Introduction
The No Surprises Act’s Independent Dispute Resolution (IDR) system was designed as a patient protection mechanism, shielding consumers from unexpected out-of-network medical charges. However, recent analysis reveals that this well-intentioned healthcare reform is generating substantial costs of its own, raising critical questions about the system’s long-term sustainability and effectiveness.
Implemented as a federal mandate, the IDR process utilizes baseball-style arbitration to resolve payment disputes between healthcare providers and insurance plans. While several states had previously adopted similar mechanisms, the federal rollout has encountered unprecedented challenges that extend far beyond initial projections.

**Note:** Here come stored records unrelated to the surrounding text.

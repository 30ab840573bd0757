//! The end-to-end update decision procedure.
//!
//! [`Bootstrap`] ties the leaf components together: promote any update
//! left behind by a previous run, decide between a blocking download
//! (forced, or no artifact yet) and a probe-then-maybe-download pass,
//! install whatever arrived, and hand control to the launcher.
//!
//! The probe path is deliberately impatient. After the remote digest
//! says an update exists, the control task gives the background
//! download three seconds to confirm; if confirmation arrives it waits
//! as long as the download takes, and if not it launches the artifact
//! it already has. The download task is never cancelled, so a slow
//! update still lands as a pending file and installs on the next run.
//!
//! Installation only ever follows an observed download-complete signal;
//! a download that confirmed an update and then failed leaves the
//! current build in place.

use anyhow::Result;
use std::path::{Path, PathBuf};
use std::sync::Arc;
use tokio::fs;
use tracing::{debug, warn};

use crate::checksum::ChecksumVerifier;
use crate::config::ProxyConfig;
use crate::constants::{self, PROTOCOL_VERSION, UPDATE_FOUND_WAIT};
use crate::core::BootstrapError;
use crate::download::{DownloadOutcome, Downloader, update_channel};
use crate::http;
use crate::install::Installer;
use crate::launch::{ArtifactLauncher, LaunchContext, ProcessLauncher};
use crate::manifest::ManifestProbe;
use crate::sink::LogSink;
use crate::workdir;

/// Orchestrates one bootstrap pass: update check, install, launch.
pub struct Bootstrap {
    work_dir: PathBuf,
    proxy: ProxyConfig,
    passthrough: Vec<String>,
    sink: Arc<dyn LogSink>,
    download_url: String,
    digest_url: String,
    launcher: Box<dyn ArtifactLauncher>,
}

impl Bootstrap {
    /// Create a bootstrap for the given working directory.
    ///
    /// Uses the production endpoints and the process launcher; tests
    /// swap those out with [`Self::with_endpoints`] and
    /// [`Self::with_launcher`].
    pub fn new(
        work_dir: PathBuf,
        proxy: ProxyConfig,
        passthrough: Vec<String>,
        sink: Arc<dyn LogSink>,
    ) -> Self {
        Self {
            work_dir,
            proxy,
            passthrough,
            sink,
            download_url: constants::download_url(),
            digest_url: constants::digest_url(),
            launcher: Box::new(ProcessLauncher),
        }
    }

    /// Override the remote endpoints.
    #[must_use]
    pub fn with_endpoints(mut self, download_url: String, digest_url: String) -> Self {
        self.download_url = download_url;
        self.digest_url = digest_url;
        self
    }

    /// Override how the installed artifact is started.
    #[must_use]
    pub fn with_launcher(mut self, launcher: Box<dyn ArtifactLauncher>) -> Self {
        self.launcher = launcher;
        self
    }

    /// Path of the installed launcher artifact.
    fn canonical(&self) -> PathBuf {
        self.work_dir.join(constants::launcher_file_name())
    }

    /// Path downloads land at until they are promoted.
    fn pending(&self) -> PathBuf {
        self.work_dir.join(constants::pending_file_name())
    }

    /// Run one full bootstrap pass.
    ///
    /// With `force` set the download always runs and must succeed; the
    /// same applies when no artifact is installed yet, since there is
    /// nothing to fall back to.
    pub async fn run(mut self, force: bool) -> Result<()> {
        self.write_banner();
        // The launcher is spawned with its working directory changed,
        // so every path derived below must be absolute.
        self.work_dir = workdir::ensure_work_dir(&self.work_dir).await?;

        if is_file(&self.pending()).await {
            self.sink.write_line("Found cached update");
            self.promote().await?;
        }

        if force || !is_file(&self.canonical()).await {
            self.blocking_download().await?;
            self.promote().await?;
        } else {
            self.probe_then_maybe_download().await?;
        }

        self.sink.write_line("Starting launcher.");
        let context = LaunchContext::new(
            self.work_dir.clone(),
            self.proxy.clone(),
            self.passthrough.clone(),
        );
        self.launcher.launch(&self.canonical(), &context)
    }

    fn write_banner(&self) {
        self.sink.write_line(&format!(
            "{} {} (bootstrap protocol {})",
            constants::APP_NAME,
            env!("CARGO_PKG_VERSION"),
            PROTOCOL_VERSION
        ));
        self.sink.write_line(&format!(
            "Current time is {}",
            chrono::Local::now().format("%Y-%m-%d %H:%M:%S")
        ));
        self.sink.write_line(&format!(
            "Host: {} {}",
            std::env::consts::OS,
            std::env::consts::ARCH
        ));
    }

    /// Download on the control task and require success.
    async fn blocking_download(&self) -> Result<()> {
        let client = http::build_client(&self.proxy)?;
        let (signals, _watch) = update_channel();
        let downloader = Downloader::new(
            client,
            self.download_url.clone(),
            self.pending(),
            signals,
            Arc::clone(&self.sink),
        );
        match downloader.run().await {
            DownloadOutcome::Downloaded => Ok(()),
            outcome => {
                debug!("blocking download ended with {outcome:?}");
                Err(BootstrapError::ForcedDownloadFailed.into())
            }
        }
    }

    /// The normal path: an artifact exists, so ask the manifest whether
    /// it is stale before spending any time downloading.
    async fn probe_then_maybe_download(&self) -> Result<()> {
        let local_digest = match ChecksumVerifier::file_digest(&self.canonical()).await {
            Ok(digest) => Some(digest),
            Err(error) => {
                // Unreadable artifact: assume it is stale and fetch
                // unconditionally.
                warn!("could not digest local artifact: {error:#}");
                None
            }
        };

        let client = http::build_client(&self.proxy)?;

        if let Some(local) = &local_digest {
            let probe = ManifestProbe::new(client.clone(), self.digest_url.clone());
            match probe.fetch_remote_digest().await {
                Ok(remote) if ChecksumVerifier::digests_match(local, &remote) => {
                    debug!("local artifact is current (digest {local})");
                    self.sink.write_line("Didn't find an update in time.");
                    return Ok(());
                }
                Ok(remote) => {
                    debug!("remote digest {remote} differs from local {local}");
                }
                Err(error) => {
                    // Update status unknown; launch what we have and let
                    // a detached download try its luck for next run.
                    warn!("manifest probe failed: {error:#}");
                    self.sink.write_line(
                        "Unable to check for updates. Check your internet connection/proxy settings.",
                    );
                    self.spawn_download(client, None);
                    self.sink.write_line("Looking for update");
                    self.sink.write_line("Didn't find an update in time.");
                    return Ok(());
                }
            }
        }

        let watch = self.spawn_download(client, local_digest);
        self.sink.write_line("Looking for update");

        match tokio::time::timeout(UPDATE_FOUND_WAIT, watch.found).await {
            Ok(Ok(true)) => {
                self.sink.write_line("Found update in time, waiting to download");
                // Unbounded: once an update is confirmed we do not
                // launch a build we know is stale. Only an observed
                // complete signal means the pending file is verified;
                // a dropped sender means the downloader gave up and
                // whatever reached the pending path was rejected.
                match watch.complete.await {
                    Ok(()) => self.promote().await?,
                    Err(_) => {
                        debug!("confirmed download never completed; keeping the current build");
                    }
                }
            }
            Ok(Ok(false)) => {
                debug!("remote reported no update");
            }
            Ok(Err(_)) | Err(_) => {
                self.sink.write_line("Didn't find an update in time.");
            }
        }
        Ok(())
    }

    /// Start the downloader on a detached task.
    ///
    /// The handle is dropped on purpose. See the module docs.
    fn spawn_download(
        &self,
        client: reqwest::Client,
        known_digest: Option<String>,
    ) -> crate::download::UpdateWatch {
        let (signals, watch) = update_channel();
        let downloader = Downloader::new(
            client,
            self.download_url.clone(),
            self.pending(),
            signals,
            Arc::clone(&self.sink),
        )
        .with_known_digest(known_digest);
        tokio::spawn(downloader.run());
        watch
    }

    async fn promote(&self) -> Result<()> {
        Installer::new(self.pending(), self.canonical(), Arc::clone(&self.sink))
            .promote()
            .await
    }
}

async fn is_file(path: &Path) -> bool {
    fs::metadata(path)
        .await
        .map(|metadata| metadata.is_file())
        .unwrap_or(false)
}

The Financial Impact of IDR
Cost Breakdown Analysis
Georgetown University researchers have conducted a comprehensive analysis revealing that the IDR system cost approximately $5 billion to manage between 2022 and 2024. This staggering figure encompasses multiple cost categories that demonstrate the system’s extensive financial footprint across the healthcare ecosystem.
The largest expense component consists of additional payments from insurance plans to healthcare providers, totaling $2.24 billion. This represents money that insurers must pay above their initial payment offers, ultimately contributing to higher healthcare costs that may be passed on to consumers through increased premiums.
Internal operational costs for both payers and providers account for $1.9 billion of the total expense. These costs include administrative overhead, legal fees, case preparation, and staff time dedicated to managing disputes through the arbitration process.
IDR entity fees represent $656 million in payments to independent arbitration organizations responsible for conducting dispute resolution. These specialized entities serve as neutral third parties in the baseball-style arbitration process, where each side submits a payment proposal and the arbitrator selects one.
Administrative fees paid to federal agencies supporting the IDR infrastructure total $228 million. These funds support government oversight, system maintenance, and regulatory compliance activities necessary for the program’s operation.
Volume Exceeds All Expectations
The IDR system has experienced a dramatic surge in dispute volume that has overwhelmed initial federal projections. Government agencies originally estimated that approximately 17,333 disputes would require resolution annually, with an additional 4,899 disputes related specifically to air ambulance services.
Reality has proven vastly different. Between mid-2022 and May 2025, the system processed 3,324,051 filed disputes, including air ambulance cases. The first nine months alone generated 190,000 disputes—more than ten times the annual federal estimate.
Processing Delays and Challenges
This unprecedented volume has created significant operational challenges. The legislation mandates a 30-day deadline for payment determinations, but the sheer number of cases has made meeting this timeline “nearly impossible” for arbitration entities.
By the end of 2024, the median processing time for line-item claims had reached 81 days—nearly triple the intended timeframe. At its peak, processing times extended to 96 days, creating cash flow challenges for providers and administrative burdens for all stakeholders.
Resolution rates have gradually improved over time, increasing from 29% at the end of 2022 to 41% one year later. As of May 2025, approximately 85% of disputes had been resolved, though the backlog continues to present challenges.
Processing delays have been exacerbated by legal challenges and court decisions that forced agencies to pause operations and review procedures, further contributing to system inefficiencies.
Provider Concentration Issues
Top Dispute Filers
Analysis reveals that IDR disputes are heavily concentrated among a small number of healthcare providers. Radiology Partners and its affiliated organizations account for 28% of all disputes in 2023 and 2024, while TeamHealth represents 15% of cases.
The top five provider organizations collectively generate 59% of all line-item claims, indicating that a relatively small number of entities are driving the majority of system usage and associated costs.
This concentration raises questions about whether certain providers are using the IDR system strategically to maximize reimbursements, rather than as an occasional dispute resolution mechanism.
Growing Payment Awards
The median payment awards through IDR arbitration have grown substantially since the system’s inception. In the fourth quarter of 2024, the median payment determination reached 459% above the qualifying payment amount—the initial payment offer from insurance plans.
This dramatic increase in award amounts suggests that either initial insurance payment offers are consistently low, or that the arbitration process tends to favor provider arguments for higher reimbursement rates.
Future Implications
The Georgetown University researchers emphasize that these escalating costs will likely manifest in higher overall healthcare expenses and increased consumer premiums. The substantial financial burden of the IDR system may ultimately undermine its primary goal of protecting patients from surprise medical bills.
The analysis raises important policy questions about potential reforms to reduce IDR usage and limit award amounts. Policymakers must consider what regulatory levers are available to improve system efficiency while maintaining patient protections.
Conclusion
While the No Surprises Act’s IDR system successfully protects patients from unexpected medical bills, its implementation has generated significant unintended consequences. The $5 billion management cost, processing delays, and concentrated usage patterns suggest that substantial reforms may be necessary to ensure the system’s long-term viability and cost-effectiveness.
Healthcare stakeholders, policymakers, and consumer advocates must collaborate to address these challenges while preserving the essential patient protections that the legislation was designed to provide.